**EXERCISE INSTRUCTIONS:**
Report each line of the entries below that includes "panic".

Collected data entries:
>>>>>
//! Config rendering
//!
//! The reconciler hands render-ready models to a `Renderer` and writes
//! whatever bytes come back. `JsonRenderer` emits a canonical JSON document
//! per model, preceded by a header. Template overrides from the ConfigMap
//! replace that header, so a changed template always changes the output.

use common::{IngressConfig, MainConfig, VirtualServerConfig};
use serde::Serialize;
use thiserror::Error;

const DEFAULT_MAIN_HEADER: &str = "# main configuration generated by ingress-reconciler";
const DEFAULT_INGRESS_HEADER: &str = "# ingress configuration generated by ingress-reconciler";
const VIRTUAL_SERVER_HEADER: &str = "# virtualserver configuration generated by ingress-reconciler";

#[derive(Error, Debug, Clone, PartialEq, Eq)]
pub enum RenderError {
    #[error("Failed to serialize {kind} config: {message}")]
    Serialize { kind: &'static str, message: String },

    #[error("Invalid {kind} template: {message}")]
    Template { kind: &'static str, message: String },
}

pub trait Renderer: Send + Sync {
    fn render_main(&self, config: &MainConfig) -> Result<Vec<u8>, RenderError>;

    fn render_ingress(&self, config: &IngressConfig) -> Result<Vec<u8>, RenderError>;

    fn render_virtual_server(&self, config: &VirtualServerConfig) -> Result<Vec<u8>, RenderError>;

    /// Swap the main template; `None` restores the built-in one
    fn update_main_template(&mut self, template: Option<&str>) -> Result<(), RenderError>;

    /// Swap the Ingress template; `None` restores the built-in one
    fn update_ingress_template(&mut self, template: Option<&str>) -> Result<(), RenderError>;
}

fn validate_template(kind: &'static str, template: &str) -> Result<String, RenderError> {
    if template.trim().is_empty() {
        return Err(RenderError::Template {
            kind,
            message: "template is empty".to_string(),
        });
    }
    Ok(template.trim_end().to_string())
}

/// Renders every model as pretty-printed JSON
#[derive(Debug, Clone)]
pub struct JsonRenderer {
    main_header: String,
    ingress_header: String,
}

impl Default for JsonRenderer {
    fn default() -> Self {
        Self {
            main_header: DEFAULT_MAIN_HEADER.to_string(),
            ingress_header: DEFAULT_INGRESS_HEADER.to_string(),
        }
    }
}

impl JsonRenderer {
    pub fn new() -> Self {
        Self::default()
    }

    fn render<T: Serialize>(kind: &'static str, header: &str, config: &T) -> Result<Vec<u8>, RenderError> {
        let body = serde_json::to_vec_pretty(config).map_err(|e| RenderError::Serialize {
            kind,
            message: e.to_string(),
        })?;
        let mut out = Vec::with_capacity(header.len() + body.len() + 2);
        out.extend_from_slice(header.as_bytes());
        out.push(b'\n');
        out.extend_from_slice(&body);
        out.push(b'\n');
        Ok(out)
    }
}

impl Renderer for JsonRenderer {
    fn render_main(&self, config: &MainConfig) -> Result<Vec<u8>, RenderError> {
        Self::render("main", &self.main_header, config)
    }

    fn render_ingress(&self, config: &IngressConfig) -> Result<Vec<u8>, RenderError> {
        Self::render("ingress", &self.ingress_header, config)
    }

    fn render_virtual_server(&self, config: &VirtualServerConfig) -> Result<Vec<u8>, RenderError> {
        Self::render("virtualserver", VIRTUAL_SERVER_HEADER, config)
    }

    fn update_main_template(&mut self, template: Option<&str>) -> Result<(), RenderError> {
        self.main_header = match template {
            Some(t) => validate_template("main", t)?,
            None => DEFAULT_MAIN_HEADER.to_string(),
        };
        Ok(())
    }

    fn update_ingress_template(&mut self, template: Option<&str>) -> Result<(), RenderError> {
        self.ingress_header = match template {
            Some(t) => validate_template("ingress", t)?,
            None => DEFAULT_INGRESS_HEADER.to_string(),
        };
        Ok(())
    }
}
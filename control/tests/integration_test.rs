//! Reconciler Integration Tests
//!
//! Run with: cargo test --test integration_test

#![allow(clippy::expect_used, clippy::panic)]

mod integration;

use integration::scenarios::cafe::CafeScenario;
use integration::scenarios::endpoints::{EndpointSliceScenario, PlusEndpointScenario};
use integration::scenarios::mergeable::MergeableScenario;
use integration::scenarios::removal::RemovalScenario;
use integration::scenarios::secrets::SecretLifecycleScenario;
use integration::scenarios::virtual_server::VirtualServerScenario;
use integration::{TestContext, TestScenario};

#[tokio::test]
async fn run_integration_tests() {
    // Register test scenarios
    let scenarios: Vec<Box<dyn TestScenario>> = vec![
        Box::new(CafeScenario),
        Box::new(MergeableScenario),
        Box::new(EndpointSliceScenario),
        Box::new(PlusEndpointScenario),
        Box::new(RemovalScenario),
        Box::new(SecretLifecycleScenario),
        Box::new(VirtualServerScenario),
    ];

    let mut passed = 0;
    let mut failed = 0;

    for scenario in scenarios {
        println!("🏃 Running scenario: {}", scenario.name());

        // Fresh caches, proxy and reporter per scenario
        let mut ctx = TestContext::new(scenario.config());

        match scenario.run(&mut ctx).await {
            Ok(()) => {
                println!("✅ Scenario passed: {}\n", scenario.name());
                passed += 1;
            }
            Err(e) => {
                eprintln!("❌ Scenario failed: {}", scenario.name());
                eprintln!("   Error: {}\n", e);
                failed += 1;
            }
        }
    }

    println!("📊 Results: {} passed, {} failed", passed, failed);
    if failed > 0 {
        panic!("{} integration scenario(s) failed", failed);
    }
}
<<<<<
**EXERCISE ANSWER:**
#![allow(clippy::expect_used, clippy::panic)]
        panic!("{} integration scenario(s) failed", failed);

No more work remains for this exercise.